- [Brief]:
Below are records; reproduce exactly the lines from the first through the one containing "use crate::action::Action;".

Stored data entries

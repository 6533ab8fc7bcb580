//! Keyboard and mouse bindings: a compact trigger (key or button, modifiers,
//! flags) mapped to an ordered list of [crate::action::Action]s, matched with
//! ignore-modifier masking so locks like CapsLock or NumLock don't break a
//! configured binding.
use crate::action::Action;
use fensterchef_keysyms::XKeySym;

bitflags::bitflags! {
    /// X11 modifier mask bits, named the way `keybind.c` names them.
    #[derive(Debug, Clone, Copy, PartialEq, Eq, Hash, Default)]
    pub struct ModifierSet: u16 {
        const SHIFT   = 0b0000_0001;
        const LOCK    = 0b0000_0010;
        const CONTROL = 0b0000_0100;
        const MOD1    = 0b0000_1000;
        const MOD2    = 0b0001_0000;
        const MOD3    = 0b0010_0000;
        const MOD4    = 0b0100_0000;
        const MOD5    = 0b1000_0000;
    }
}

bitflags::bitflags! {
    /// Per-binding flags from the configuration file.
    #[derive(Debug, Clone, Copy, PartialEq, Eq, Hash, Default)]
    pub struct BindingFlags: u8 {
        /// Fires on release instead of press.
        const RELEASE = 0b01;
        /// Does not consume the event (does not grab it exclusively).
        const TRANSPARENT = 0b10;
    }
}

/// A physical mouse button, including the two scroll directions X reports
/// as buttons 4/5.
#[derive(Debug, Copy, Clone, PartialEq, Eq, Hash)]
pub enum MouseButton {
    Left,
    Middle,
    Right,
    ScrollUp,
    ScrollDown,
    Other(u8),
}

impl From<u8> for MouseButton {
    fn from(b: u8) -> Self {
        match b {
            1 => Self::Left,
            2 => Self::Middle,
            3 => Self::Right,
            4 => Self::ScrollUp,
            5 => Self::ScrollDown,
            other => Self::Other(other),
        }
    }
}

impl From<MouseButton> for u8 {
    fn from(b: MouseButton) -> Self {
        match b {
            MouseButton::Left => 1,
            MouseButton::Middle => 2,
            MouseButton::Right => 3,
            MouseButton::ScrollUp => 4,
            MouseButton::ScrollDown => 5,
            MouseButton::Other(n) => n,
        }
    }
}

/// A resolved key press: the keysym the transport decoded plus the modifier
/// mask active at the time.
#[derive(Debug, Copy, Clone, PartialEq, Eq, Hash)]
pub struct KeyCode {
    pub symbol: XKeySym,
    pub modifiers: ModifierSet,
}

/// One configured key binding.
#[derive(Debug, Clone)]
pub struct KeyBinding {
    pub symbol: XKeySym,
    pub modifiers: ModifierSet,
    pub flags: BindingFlags,
    pub actions: Vec<Action>,
}

/// One configured mouse binding.
#[derive(Debug, Clone)]
pub struct MouseBinding {
    pub button: MouseButton,
    pub modifiers: ModifierSet,
    pub flags: BindingFlags,
    pub actions: Vec<Action>,
}

/// The full set of configured bindings plus the modifiers each device class
/// should ignore when matching (e.g. CapsLock/NumLock).
#[derive(Debug, Clone, Default)]
pub struct BindingTable {
    pub key_bindings: Vec<KeyBinding>,
    pub mouse_bindings: Vec<MouseBinding>,
    pub ignore_keyboard_modifiers: ModifierSet,
    pub ignore_mouse_modifiers: ModifierSet,
}

/// The result of a successful match: the actions to run and whether the
/// event should be consumed (grabbed) rather than passed through.
pub struct Matched<'a> {
    pub actions: &'a [Action],
    pub consumes: bool,
}

impl BindingTable {
    pub fn match_key(&self, symbol: XKeySym, modifiers: ModifierSet, is_release: bool) -> Option<Matched<'_>> {
        let event_mods = strip(modifiers, self.ignore_keyboard_modifiers);
        self.key_bindings.iter().find_map(|b| {
            let binding_mods = strip(b.modifiers, self.ignore_keyboard_modifiers);
            let wants_release = b.flags.contains(BindingFlags::RELEASE);
            if b.symbol == symbol && binding_mods == event_mods && wants_release == is_release {
                Some(Matched {
                    actions: &b.actions,
                    consumes: !b.flags.contains(BindingFlags::TRANSPARENT),
                })
            } else {
                None
            }
        })
    }

    pub fn match_button(&self, button: MouseButton, modifiers: ModifierSet, is_release: bool) -> Option<Matched<'_>> {
        let event_mods = strip(modifiers, self.ignore_mouse_modifiers);
        self.mouse_bindings.iter().find_map(|b| {
            let binding_mods = strip(b.modifiers, self.ignore_mouse_modifiers);
            let wants_release = b.flags.contains(BindingFlags::RELEASE);
            if b.button == button && binding_mods == event_mods && wants_release == is_release {
                Some(Matched {
                    actions: &b.actions,
                    consumes: !b.flags.contains(BindingFlags::TRANSPARENT),
                })
            } else {
                None
            }
        })
    }

    /// Every modifier combination a binding must be grabbed under so that an
    /// ignored modifier (e.g. CapsLock held down) doesn't prevent the match:
    /// the power set of `ignore_modifiers`, each combined with the binding's
    /// own modifiers.
    pub fn grab_combinations(&self) -> Vec<(XKeySym, ModifierSet)> {
        self.key_bindings
            .iter()
            .flat_map(|b| {
                power_set(self.ignore_keyboard_modifiers)
                    .into_iter()
                    .map(move |extra| (b.symbol, b.modifiers | extra))
            })
            .collect()
    }

    pub fn grab_button_combinations(&self) -> Vec<(MouseButton, ModifierSet)> {
        self.mouse_bindings
            .iter()
            .flat_map(|b| {
                power_set(self.ignore_mouse_modifiers)
                    .into_iter()
                    .map(move |extra| (b.button, b.modifiers | extra))
            })
            .collect()
    }
}

fn strip(modifiers: ModifierSet, ignore: ModifierSet) -> ModifierSet {
    modifiers & !ignore
}

fn power_set(bits: ModifierSet) -> Vec<ModifierSet> {
    let individual: Vec<ModifierSet> = bits.iter().collect();
    let mut out = Vec::with_capacity(1 << individual.len());
    for mask in 0u32..(1u32 << individual.len()) {
        let mut combo = ModifierSet::empty();
        for (i, bit) in individual.iter().enumerate() {
            if mask & (1 << i) != 0 {
                combo |= *bit;
            }
        }
        out.push(combo);
    }
    out
}

#[cfg(test)]
mod tests {
    use super::*;
    use crate::action::{Action, ActionCode, Value};
    use fensterchef_keysyms::XKeySym;

    fn binding(symbol: XKeySym, modifiers: ModifierSet) -> KeyBinding {
        KeyBinding {
            symbol,
            modifiers,
            flags: BindingFlags::empty(),
            actions: vec![Action {
                code: ActionCode::NextWindow,
                parameter: Value::Void,
            }],
        }
    }

    #[test]
    fn match_ignores_configured_modifiers() {
        let mut table = BindingTable::default();
        table.ignore_keyboard_modifiers = ModifierSet::LOCK;
        table
            .key_bindings
            .push(binding(XKeySym::XK_Tab, ModifierSet::MOD4));

        let m = table
            .match_key(XKeySym::XK_Tab, ModifierSet::MOD4 | ModifierSet::LOCK, false)
            .expect("should match with CapsLock held");
        assert_eq!(m.actions.len(), 1);
    }

    #[test]
    fn release_flag_requires_release_event() {
        let mut table = BindingTable::default();
        table.key_bindings.push(KeyBinding {
            flags: BindingFlags::RELEASE,
            ..binding(XKeySym::XK_Tab, ModifierSet::empty())
        });
        assert!(table.match_key(XKeySym::XK_Tab, ModifierSet::empty(), false).is_none());
        assert!(table.match_key(XKeySym::XK_Tab, ModifierSet::empty(), true).is_some());
    }

    #[test]
    fn grab_combinations_cover_the_power_set_of_ignored_modifiers() {
        let mut table = BindingTable::default();
        table.ignore_keyboard_modifiers = ModifierSet::LOCK | ModifierSet::MOD2;
        table.key_bindings.push(binding(XKeySym::XK_Tab, ModifierSet::MOD4));
        assert_eq!(table.grab_combinations().len(), 4);
    }
}
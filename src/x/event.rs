//! The typed event stream the transport layer is assumed to provide.
//!
//! The transport owns wire decoding, property caching and keysym
//! translation; by the time an event reaches the core it carries already
//! resolved data (a [crate::window::Properties] diff, a keysym, a button
//! index) rather than raw X protocol fields.
use crate::bindings::{KeyCode, ModifierSet, MouseButton};
use crate::geometry::{Point, Rect};
use crate::monitor::MonitorInput;
use crate::window::{Properties, Xid};

/// Which field of a window's cached properties a `PROPERTY_NOTIFY` refreshed.
#[derive(Debug, Clone)]
pub enum PropertyUpdate {
    /// The transport has already re-read and re-decoded every property.
    Full(Properties),
    /// Only the strut reservation changed; avoids a full property re-read.
    Strut(crate::window::Strut),
}

/// One of the three `_NET_WM_MOVERESIZE`-family client messages this core
/// reacts to.
#[derive(Debug, Clone, Copy, PartialEq, Eq)]
pub enum ClientMessage {
    CloseWindow(Xid),
    MoveResize(Xid, crate::moveresize::Direction, Point),
    MoveResizeCancel(Xid),
}

/// A single typed event, already decoded by the transport layer.
#[derive(Debug, Clone)]
pub enum XEvent {
    Create(Xid),
    MapRequest(Xid),
    ConfigureRequest(Xid, Rect),
    ConfigureNotify(Xid, Rect),
    Unmap(Xid),
    Destroy(Xid),
    PropertyNotify(Xid, PropertyUpdate),
    KeyPress(KeyCode),
    KeyRelease(KeyCode),
    ButtonPress(Xid, MouseButton, ModifierSet, Point),
    ButtonRelease(Xid, MouseButton, ModifierSet, Point),
    MotionNotify(Point),
    MappingNotify,
    ScreenChange(Vec<MonitorInput>),
    ClientMessage(ClientMessage),
}

impl std::fmt::Display for XEvent {
    fn fmt(&self, f: &mut std::fmt::Formatter<'_>) -> std::fmt::Result {
        write!(f, "{:?}", self)
    }
}
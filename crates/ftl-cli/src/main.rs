// Copyright 2026 James Casey
// SPDX-License-Identifier: Apache-2.0

//! FTL parser command-line interface.
//!
//! Parses each file argument, prints caret-annotated diagnostics for any
//! parse errors, and exits non-zero if any file failed to read or parse.
//! With `--json`, the canonical AST JSON of each file is printed to stdout
//! (junk entries included), which makes the command usable as a front end
//! for downstream tooling even on partially broken resources.

use std::fs;
use std::process::ExitCode;

use camino::Utf8PathBuf;
use clap::{CommandFactory, Parser};
use ftl_core::{json, syntax};
use miette::{IntoDiagnostic, Result};
use tracing::debug;

/// Parse Fluent (FTL) localization resources and report syntax errors
#[derive(Debug, Parser)]
#[command(name = "ftl")]
#[command(version, about, long_about = None)]
struct Cli {
    /// FTL files to parse
    files: Vec<Utf8PathBuf>,

    /// Print the canonical AST JSON for each file
    #[arg(long)]
    json: bool,
}

fn main() -> Result<ExitCode> {
    // Initialize tracing subscriber only if RUST_LOG is explicitly set,
    // keeping stderr clean for diagnostics otherwise.
    if std::env::var("RUST_LOG").is_ok() {
        let _ = tracing_subscriber::fmt()
            .with_env_filter(
                tracing_subscriber::EnvFilter::try_from_default_env()
                    .unwrap_or_else(|_| tracing_subscriber::EnvFilter::new("warn")),
            )
            .try_init();
    }

    let cli = Cli::parse();

    if cli.files.is_empty() {
        Cli::command().print_help().into_diagnostic()?;
        return Ok(ExitCode::FAILURE);
    }

    let mut failed = false;
    for file in &cli.files {
        debug!(%file, "parsing");

        let input = match fs::read(file) {
            Ok(input) => input,
            Err(error) => {
                eprintln!("read {file}: {error}");
                failed = true;
                continue;
            }
        };

        let (resource, errors) = syntax::parse(&input);

        if let Some(errors) = errors {
            debug!(%file, count = errors.len(), "parse errors");
            eprint!("parse {file}:\n{}", errors.verbose());
            failed = true;
        }

        if cli.json {
            let rendered = json::to_string(&resource).into_diagnostic()?;
            print!("{rendered}");
        }
    }

    if failed {
        return Ok(ExitCode::FAILURE);
    }
    Ok(ExitCode::SUCCESS)
}
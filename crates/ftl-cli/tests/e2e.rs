// Copyright 2026 James Casey
// SPDX-License-Identifier: Apache-2.0

//! End-to-end tests for the `ftl` binary.
//!
//! These drive the compiled binary against the core crate's fixture corpus
//! and assert exit codes and output shape.

use std::path::PathBuf;
use std::process::{Command, Output};

/// Path to a fixture in the core crate's corpus.
fn fixture(name: &str) -> PathBuf {
    PathBuf::from(env!("CARGO_MANIFEST_DIR"))
        .join("../ftl-core/tests/fixtures")
        .join(name)
}

fn run(args: &[&str]) -> Output {
    Command::new(env!("CARGO_BIN_EXE_ftl"))
        .args(args)
        .output()
        .expect("failed to run ftl binary")
}

#[test]
fn valid_file_exits_zero() {
    let path = fixture("simple.ftl");
    let output = run(&[path.to_str().unwrap()]);
    assert!(output.status.success(), "stderr: {}", String::from_utf8_lossy(&output.stderr));
    assert!(output.stdout.is_empty());
}

#[test]
fn file_with_errors_prints_caret_diagnostics_and_fails() {
    let path = fixture("junk.ftl");
    let output = run(&[path.to_str().unwrap()]);
    assert_eq!(output.status.code(), Some(1));

    let stderr = String::from_utf8_lossy(&output.stderr);
    assert!(stderr.contains("parse "), "stderr: {stderr}");
    assert!(stderr.contains("3:11"), "stderr: {stderr}");
    assert!(stderr.contains("bad = { 1 + 2 }"), "stderr: {stderr}");
    assert!(stderr.contains("^ missing closing '}'"), "stderr: {stderr}");
}

#[test]
fn json_flag_prints_canonical_resource() {
    let path = fixture("simple.ftl");
    let output = run(&["--json", path.to_str().unwrap()]);
    assert!(output.status.success());

    let stdout = String::from_utf8_lossy(&output.stdout);
    assert!(stdout.starts_with("{\n    \"type\": \"Resource\""), "stdout: {stdout}");
    assert!(stdout.contains("\"name\": \"hello\""));
}

#[test]
fn json_flag_emits_junk_for_broken_files() {
    let path = fixture("junk.ftl");
    let output = run(&["--json", path.to_str().unwrap()]);
    // Parse errors still fail the run, but the partial tree is printed.
    assert_eq!(output.status.code(), Some(1));
    let stdout = String::from_utf8_lossy(&output.stdout);
    assert!(stdout.contains("\"type\": \"Junk\""), "stdout: {stdout}");
}

#[test]
fn missing_file_fails() {
    let output = run(&["no-such-file.ftl"]);
    assert_eq!(output.status.code(), Some(1));
    let stderr = String::from_utf8_lossy(&output.stderr);
    assert!(stderr.contains("read "), "stderr: {stderr}");
}

#[test]
fn no_files_prints_usage_and_exits_one() {
    let output = run(&[]);
    assert_eq!(output.status.code(), Some(1));
    let stdout = String::from_utf8_lossy(&output.stdout);
    assert!(stdout.contains("Usage"), "stdout: {stdout}");
}

#[test]
fn multiple_files_parse_in_one_run() {
    let good = fixture("simple.ftl");
    let bad = fixture("junk.ftl");
    let output = run(&[good.to_str().unwrap(), bad.to_str().unwrap()]);
    assert_eq!(output.status.code(), Some(1));
}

- [Reply to the task]:
repository 6533ab8fc7bcb580
//! Keyboard and mouse bindings: a compact trigger (key or button, modifiers,
//! flags) mapped to an ordered list of [crate::action::Action]s, matched with
//! ignore-modifier masking so locks like CapsLock or NumLock don't break a
//! configured binding.
use crate::action::Action;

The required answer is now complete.